**Instructions to follow**
Using the listing below, set down each line from the line containing "filename crates/wayfarer-llm/src/gemini/convert.rs" through the line containing "Gemini's OpenAPI subset", both ends included, exactly and with nothing added.

**Material shown**

-------

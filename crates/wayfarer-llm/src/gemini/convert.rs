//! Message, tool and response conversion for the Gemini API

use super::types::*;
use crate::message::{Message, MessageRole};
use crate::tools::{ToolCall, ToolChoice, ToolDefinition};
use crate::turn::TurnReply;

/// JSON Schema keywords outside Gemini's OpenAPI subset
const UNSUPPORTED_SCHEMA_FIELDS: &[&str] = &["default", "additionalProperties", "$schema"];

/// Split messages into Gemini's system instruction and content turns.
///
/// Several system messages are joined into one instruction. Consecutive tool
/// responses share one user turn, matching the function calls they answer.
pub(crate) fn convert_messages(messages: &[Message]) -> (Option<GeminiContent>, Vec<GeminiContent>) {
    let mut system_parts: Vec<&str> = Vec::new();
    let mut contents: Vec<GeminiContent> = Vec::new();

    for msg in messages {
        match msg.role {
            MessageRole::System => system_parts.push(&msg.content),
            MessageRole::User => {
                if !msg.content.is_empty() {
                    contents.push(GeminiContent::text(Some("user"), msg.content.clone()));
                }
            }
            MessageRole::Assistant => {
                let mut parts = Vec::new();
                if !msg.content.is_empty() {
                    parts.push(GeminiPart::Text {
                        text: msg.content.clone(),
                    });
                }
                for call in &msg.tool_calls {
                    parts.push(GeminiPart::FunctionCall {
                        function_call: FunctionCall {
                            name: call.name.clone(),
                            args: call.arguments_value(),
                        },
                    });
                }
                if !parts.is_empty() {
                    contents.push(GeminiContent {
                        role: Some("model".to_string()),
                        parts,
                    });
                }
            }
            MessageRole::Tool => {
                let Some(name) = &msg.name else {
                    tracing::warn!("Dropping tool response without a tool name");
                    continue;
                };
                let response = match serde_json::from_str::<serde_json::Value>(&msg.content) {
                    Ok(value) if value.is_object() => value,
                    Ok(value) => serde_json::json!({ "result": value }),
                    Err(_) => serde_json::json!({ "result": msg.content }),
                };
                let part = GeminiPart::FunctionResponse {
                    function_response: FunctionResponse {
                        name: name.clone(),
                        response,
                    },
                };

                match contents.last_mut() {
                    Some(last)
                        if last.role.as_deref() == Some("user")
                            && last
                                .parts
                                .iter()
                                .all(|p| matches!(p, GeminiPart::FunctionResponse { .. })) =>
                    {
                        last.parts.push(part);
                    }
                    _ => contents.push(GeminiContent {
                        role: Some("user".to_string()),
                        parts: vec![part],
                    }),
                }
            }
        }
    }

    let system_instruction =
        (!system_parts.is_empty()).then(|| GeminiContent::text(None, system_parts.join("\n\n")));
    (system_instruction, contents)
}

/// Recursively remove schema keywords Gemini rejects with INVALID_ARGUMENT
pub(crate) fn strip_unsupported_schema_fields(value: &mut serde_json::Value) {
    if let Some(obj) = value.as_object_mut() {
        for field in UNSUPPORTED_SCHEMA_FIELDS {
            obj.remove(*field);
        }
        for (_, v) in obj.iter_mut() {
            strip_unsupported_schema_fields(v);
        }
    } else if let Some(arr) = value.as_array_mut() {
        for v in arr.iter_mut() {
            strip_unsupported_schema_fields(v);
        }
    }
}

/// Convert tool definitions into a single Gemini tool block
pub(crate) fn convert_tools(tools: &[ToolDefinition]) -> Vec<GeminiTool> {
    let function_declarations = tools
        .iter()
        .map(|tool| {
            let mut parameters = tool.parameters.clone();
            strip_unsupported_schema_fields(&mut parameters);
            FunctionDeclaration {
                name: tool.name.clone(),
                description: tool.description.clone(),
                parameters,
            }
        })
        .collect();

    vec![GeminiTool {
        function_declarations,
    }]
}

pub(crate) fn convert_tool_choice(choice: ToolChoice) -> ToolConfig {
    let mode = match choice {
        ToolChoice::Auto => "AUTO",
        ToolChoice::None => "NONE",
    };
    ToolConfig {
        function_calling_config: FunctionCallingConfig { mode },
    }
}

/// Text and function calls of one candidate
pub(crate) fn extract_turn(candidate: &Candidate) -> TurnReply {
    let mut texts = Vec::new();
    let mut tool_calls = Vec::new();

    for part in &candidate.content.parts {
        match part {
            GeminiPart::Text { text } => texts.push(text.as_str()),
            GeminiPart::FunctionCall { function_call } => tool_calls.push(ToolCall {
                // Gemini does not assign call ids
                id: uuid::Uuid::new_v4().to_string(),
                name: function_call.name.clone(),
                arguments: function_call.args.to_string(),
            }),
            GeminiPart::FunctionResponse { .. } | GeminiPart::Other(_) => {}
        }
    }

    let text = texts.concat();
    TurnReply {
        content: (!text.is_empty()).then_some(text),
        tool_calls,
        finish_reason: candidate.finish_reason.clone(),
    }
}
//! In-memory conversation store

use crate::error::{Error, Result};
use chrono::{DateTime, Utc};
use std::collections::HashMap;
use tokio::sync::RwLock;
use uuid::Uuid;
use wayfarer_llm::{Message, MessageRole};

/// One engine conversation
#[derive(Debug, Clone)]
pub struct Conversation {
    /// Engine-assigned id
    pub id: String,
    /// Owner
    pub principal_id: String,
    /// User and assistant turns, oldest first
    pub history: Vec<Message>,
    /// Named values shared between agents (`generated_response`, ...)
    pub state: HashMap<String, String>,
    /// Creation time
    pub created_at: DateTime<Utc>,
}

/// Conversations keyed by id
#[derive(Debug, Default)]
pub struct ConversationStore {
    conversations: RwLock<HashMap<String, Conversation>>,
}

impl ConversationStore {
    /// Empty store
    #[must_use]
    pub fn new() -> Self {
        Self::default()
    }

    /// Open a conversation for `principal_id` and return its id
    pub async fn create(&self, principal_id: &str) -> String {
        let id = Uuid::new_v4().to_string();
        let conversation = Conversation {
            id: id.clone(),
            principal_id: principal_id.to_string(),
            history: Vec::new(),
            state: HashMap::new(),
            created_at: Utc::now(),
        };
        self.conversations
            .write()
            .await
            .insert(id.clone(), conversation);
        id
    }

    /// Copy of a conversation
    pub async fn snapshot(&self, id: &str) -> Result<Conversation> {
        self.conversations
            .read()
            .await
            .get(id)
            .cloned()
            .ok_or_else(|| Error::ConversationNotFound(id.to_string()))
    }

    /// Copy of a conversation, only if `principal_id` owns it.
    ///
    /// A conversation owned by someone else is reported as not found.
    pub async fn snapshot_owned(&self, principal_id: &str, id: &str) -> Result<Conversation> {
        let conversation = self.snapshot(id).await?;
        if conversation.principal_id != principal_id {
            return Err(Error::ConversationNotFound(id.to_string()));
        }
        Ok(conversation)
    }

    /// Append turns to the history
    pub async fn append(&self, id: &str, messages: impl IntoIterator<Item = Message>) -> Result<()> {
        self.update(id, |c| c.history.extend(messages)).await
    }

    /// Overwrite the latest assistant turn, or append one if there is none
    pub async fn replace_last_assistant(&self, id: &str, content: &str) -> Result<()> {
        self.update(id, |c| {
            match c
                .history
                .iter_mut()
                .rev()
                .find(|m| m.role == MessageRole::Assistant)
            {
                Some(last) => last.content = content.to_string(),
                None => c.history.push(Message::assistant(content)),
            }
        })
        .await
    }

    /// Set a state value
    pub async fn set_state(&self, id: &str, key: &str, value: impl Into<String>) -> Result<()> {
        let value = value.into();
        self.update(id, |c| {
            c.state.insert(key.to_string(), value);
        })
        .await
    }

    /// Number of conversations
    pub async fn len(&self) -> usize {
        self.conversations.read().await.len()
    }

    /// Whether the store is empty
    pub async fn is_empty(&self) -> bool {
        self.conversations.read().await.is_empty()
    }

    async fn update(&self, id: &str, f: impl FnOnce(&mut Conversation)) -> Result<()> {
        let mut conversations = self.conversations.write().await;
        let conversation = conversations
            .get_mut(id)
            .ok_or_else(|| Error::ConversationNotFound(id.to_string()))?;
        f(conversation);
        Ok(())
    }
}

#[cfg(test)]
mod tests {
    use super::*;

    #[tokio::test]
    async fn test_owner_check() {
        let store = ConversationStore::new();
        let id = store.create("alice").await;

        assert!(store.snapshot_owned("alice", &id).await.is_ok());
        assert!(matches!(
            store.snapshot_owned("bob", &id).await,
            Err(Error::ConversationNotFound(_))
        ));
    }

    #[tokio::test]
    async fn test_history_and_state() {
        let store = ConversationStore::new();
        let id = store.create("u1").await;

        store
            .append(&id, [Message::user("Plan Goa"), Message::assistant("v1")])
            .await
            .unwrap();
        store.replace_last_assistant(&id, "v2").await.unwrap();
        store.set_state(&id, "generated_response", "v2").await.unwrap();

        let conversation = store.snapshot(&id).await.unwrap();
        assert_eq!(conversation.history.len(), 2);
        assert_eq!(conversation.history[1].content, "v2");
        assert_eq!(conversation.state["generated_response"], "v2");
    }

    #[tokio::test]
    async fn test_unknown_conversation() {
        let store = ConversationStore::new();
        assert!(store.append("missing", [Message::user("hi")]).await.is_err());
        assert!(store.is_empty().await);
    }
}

-------

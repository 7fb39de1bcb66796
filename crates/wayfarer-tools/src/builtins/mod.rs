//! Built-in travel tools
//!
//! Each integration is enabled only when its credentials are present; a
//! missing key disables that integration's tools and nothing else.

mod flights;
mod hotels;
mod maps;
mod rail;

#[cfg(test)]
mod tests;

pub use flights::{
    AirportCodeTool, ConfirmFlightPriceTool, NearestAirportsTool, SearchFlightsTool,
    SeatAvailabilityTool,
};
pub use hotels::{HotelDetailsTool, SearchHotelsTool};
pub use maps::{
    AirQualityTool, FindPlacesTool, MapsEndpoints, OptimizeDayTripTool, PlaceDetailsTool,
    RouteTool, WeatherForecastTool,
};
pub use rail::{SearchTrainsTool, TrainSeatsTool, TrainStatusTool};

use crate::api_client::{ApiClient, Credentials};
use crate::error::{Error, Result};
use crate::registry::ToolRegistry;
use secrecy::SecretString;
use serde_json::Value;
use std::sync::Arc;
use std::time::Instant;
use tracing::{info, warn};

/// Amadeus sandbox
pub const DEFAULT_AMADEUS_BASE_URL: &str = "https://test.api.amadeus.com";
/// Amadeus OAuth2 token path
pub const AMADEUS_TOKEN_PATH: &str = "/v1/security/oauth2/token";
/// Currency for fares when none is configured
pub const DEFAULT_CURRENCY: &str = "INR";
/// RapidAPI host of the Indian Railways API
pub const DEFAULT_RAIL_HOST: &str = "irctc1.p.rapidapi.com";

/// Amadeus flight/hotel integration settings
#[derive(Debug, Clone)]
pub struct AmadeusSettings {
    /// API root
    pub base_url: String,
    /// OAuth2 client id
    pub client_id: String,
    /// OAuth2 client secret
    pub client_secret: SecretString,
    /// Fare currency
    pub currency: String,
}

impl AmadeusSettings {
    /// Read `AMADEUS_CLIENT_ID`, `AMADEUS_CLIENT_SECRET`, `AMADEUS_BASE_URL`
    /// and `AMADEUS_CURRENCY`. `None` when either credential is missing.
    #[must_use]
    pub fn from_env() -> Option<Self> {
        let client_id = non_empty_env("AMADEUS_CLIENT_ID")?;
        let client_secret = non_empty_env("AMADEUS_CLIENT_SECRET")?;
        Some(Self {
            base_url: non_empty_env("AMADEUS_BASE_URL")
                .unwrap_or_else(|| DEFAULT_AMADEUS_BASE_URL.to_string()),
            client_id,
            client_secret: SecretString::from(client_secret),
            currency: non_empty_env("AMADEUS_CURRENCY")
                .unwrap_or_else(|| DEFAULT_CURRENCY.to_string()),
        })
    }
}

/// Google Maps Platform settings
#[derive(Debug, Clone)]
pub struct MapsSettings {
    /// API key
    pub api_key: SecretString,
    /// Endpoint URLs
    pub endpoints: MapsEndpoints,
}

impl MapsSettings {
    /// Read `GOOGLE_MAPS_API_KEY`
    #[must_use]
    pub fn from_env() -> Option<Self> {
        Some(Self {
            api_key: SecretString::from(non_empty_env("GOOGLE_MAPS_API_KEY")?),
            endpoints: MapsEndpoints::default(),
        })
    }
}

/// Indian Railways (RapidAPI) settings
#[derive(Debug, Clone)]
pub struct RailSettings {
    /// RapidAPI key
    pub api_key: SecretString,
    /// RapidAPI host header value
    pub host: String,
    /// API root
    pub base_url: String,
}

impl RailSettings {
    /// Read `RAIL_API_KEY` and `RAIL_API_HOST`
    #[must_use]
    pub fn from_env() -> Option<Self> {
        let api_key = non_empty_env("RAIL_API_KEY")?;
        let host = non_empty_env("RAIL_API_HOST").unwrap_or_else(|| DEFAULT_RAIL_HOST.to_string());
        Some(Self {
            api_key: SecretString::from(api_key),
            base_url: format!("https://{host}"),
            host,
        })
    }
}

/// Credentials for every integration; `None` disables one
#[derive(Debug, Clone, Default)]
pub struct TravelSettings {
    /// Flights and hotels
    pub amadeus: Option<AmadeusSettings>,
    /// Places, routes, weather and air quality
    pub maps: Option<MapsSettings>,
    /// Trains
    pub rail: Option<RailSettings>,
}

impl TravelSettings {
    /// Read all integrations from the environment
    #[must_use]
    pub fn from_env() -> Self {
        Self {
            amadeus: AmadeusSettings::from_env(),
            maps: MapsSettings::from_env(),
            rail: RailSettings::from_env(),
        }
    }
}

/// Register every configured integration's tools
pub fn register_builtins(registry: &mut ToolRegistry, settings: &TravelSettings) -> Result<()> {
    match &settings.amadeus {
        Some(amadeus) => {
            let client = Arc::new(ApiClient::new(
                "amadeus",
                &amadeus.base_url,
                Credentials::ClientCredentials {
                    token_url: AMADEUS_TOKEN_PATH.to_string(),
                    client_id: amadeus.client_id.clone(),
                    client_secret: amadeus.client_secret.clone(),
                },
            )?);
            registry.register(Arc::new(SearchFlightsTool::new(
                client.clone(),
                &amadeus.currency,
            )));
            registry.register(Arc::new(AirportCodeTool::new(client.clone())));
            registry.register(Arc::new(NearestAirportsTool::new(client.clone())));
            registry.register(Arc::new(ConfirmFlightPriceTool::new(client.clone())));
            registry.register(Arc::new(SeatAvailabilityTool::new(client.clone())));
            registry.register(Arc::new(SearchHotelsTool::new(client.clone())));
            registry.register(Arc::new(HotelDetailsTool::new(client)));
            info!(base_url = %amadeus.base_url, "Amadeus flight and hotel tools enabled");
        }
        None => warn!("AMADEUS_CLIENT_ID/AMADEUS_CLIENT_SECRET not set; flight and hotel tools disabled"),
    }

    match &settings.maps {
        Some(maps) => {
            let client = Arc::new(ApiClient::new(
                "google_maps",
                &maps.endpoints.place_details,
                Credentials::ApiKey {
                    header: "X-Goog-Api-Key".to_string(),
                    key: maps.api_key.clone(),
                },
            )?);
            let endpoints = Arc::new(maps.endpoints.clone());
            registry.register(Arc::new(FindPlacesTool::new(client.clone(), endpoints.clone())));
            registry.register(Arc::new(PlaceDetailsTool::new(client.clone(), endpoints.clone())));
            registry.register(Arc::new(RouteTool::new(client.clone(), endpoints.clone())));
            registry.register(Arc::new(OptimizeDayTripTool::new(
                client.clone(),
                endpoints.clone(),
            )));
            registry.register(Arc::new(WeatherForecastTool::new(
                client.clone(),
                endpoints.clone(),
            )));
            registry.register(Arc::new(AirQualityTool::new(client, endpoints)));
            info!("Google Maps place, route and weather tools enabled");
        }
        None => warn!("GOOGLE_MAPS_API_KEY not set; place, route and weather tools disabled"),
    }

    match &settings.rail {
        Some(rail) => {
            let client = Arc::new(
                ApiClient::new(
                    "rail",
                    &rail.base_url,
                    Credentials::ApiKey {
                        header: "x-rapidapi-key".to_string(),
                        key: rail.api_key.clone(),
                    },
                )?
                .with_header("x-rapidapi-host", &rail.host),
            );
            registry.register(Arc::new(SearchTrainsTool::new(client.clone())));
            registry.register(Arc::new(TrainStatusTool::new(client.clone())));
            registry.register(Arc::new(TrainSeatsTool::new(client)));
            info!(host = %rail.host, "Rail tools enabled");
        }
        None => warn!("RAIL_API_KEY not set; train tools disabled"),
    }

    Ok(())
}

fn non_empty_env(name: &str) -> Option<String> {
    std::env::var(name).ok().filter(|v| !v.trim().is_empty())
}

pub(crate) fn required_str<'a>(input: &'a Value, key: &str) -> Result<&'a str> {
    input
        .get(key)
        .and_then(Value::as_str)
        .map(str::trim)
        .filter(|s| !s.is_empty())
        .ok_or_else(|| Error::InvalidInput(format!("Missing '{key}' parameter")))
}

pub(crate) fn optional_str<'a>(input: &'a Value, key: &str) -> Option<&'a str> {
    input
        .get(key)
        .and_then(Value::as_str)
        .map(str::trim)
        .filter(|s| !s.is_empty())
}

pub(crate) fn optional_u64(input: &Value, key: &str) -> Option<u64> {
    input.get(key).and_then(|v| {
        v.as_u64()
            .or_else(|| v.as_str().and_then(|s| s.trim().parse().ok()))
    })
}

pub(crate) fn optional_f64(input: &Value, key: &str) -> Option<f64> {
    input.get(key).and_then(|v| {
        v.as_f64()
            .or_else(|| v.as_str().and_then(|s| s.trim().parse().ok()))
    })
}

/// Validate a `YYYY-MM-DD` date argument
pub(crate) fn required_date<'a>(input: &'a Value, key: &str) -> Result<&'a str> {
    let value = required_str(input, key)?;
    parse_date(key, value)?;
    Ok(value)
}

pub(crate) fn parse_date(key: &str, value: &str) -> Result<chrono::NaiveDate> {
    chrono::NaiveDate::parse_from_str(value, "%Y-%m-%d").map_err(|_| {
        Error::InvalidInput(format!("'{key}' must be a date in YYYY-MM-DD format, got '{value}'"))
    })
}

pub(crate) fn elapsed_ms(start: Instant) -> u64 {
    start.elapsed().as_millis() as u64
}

-------

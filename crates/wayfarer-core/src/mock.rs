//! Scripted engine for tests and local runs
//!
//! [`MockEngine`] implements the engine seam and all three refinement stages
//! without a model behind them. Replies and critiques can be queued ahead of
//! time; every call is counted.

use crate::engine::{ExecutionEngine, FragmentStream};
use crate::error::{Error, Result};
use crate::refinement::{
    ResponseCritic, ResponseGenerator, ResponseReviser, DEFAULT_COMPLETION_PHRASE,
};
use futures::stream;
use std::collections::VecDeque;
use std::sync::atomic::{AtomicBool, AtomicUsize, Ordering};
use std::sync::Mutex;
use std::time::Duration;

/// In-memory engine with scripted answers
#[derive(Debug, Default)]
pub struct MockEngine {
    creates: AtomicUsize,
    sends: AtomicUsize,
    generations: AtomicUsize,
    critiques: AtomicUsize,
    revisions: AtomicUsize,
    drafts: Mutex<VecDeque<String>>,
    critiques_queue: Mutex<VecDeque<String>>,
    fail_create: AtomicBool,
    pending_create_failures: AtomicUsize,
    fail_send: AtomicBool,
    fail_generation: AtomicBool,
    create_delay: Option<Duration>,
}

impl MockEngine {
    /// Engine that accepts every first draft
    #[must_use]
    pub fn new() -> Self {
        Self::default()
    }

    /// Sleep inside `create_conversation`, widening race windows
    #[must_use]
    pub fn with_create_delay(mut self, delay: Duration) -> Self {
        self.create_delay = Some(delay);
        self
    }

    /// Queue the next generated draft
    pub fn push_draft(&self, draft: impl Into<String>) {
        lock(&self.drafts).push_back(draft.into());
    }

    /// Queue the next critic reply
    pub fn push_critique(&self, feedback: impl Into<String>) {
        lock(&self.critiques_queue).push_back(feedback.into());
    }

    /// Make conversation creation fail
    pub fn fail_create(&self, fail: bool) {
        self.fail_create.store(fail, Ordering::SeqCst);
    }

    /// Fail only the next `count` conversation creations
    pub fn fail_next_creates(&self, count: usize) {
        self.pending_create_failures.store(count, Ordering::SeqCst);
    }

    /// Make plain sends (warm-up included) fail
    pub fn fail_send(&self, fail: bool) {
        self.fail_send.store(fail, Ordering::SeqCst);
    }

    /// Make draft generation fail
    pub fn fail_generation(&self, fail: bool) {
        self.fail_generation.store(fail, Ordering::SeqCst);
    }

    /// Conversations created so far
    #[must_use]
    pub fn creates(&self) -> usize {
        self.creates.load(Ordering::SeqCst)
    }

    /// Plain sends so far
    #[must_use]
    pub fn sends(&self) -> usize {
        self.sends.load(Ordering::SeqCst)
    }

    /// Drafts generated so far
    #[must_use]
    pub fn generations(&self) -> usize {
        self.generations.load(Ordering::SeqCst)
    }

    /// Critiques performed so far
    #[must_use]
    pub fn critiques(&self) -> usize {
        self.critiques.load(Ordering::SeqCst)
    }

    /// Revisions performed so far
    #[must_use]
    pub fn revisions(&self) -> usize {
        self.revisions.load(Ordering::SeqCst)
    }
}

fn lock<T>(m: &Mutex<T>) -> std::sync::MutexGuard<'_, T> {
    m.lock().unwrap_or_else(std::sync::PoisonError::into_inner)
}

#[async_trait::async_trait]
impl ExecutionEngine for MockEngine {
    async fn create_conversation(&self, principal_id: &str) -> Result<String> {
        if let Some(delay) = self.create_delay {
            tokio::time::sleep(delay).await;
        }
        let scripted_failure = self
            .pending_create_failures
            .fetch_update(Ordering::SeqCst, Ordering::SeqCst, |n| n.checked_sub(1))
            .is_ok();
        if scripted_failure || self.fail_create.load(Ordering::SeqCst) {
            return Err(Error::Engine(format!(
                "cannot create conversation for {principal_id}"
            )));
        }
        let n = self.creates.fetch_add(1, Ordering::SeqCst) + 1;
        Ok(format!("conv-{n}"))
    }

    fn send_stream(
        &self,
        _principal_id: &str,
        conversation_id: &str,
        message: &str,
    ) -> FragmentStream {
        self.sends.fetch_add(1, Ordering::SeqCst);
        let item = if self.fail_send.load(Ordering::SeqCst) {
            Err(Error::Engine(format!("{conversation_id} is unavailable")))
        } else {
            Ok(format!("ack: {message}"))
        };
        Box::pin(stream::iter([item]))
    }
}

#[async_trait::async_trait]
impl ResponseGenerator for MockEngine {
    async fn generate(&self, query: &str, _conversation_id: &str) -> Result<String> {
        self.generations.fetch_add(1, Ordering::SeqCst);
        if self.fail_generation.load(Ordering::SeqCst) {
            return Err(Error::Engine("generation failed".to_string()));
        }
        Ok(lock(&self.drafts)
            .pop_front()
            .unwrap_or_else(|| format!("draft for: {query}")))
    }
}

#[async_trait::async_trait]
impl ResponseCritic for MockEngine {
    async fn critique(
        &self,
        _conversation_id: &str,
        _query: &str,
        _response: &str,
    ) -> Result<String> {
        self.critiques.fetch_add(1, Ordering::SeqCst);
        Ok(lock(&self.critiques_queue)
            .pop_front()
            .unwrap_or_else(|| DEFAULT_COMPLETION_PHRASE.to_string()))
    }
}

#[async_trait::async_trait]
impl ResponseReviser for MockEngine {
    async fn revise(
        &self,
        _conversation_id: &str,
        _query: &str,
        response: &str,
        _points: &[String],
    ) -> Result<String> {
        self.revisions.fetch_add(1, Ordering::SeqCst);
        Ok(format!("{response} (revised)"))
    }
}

-------

**Output below**
filename crates/wayfarer-llm/src/gemini/convert.rs
//! Message, tool and response conversion for the Gemini API

use super::types::*;
use crate::message::{Message, MessageRole};
use crate::tools::{ToolCall, ToolChoice, ToolDefinition};
use crate::turn::TurnReply;

/// JSON Schema keywords outside Gemini's OpenAPI subset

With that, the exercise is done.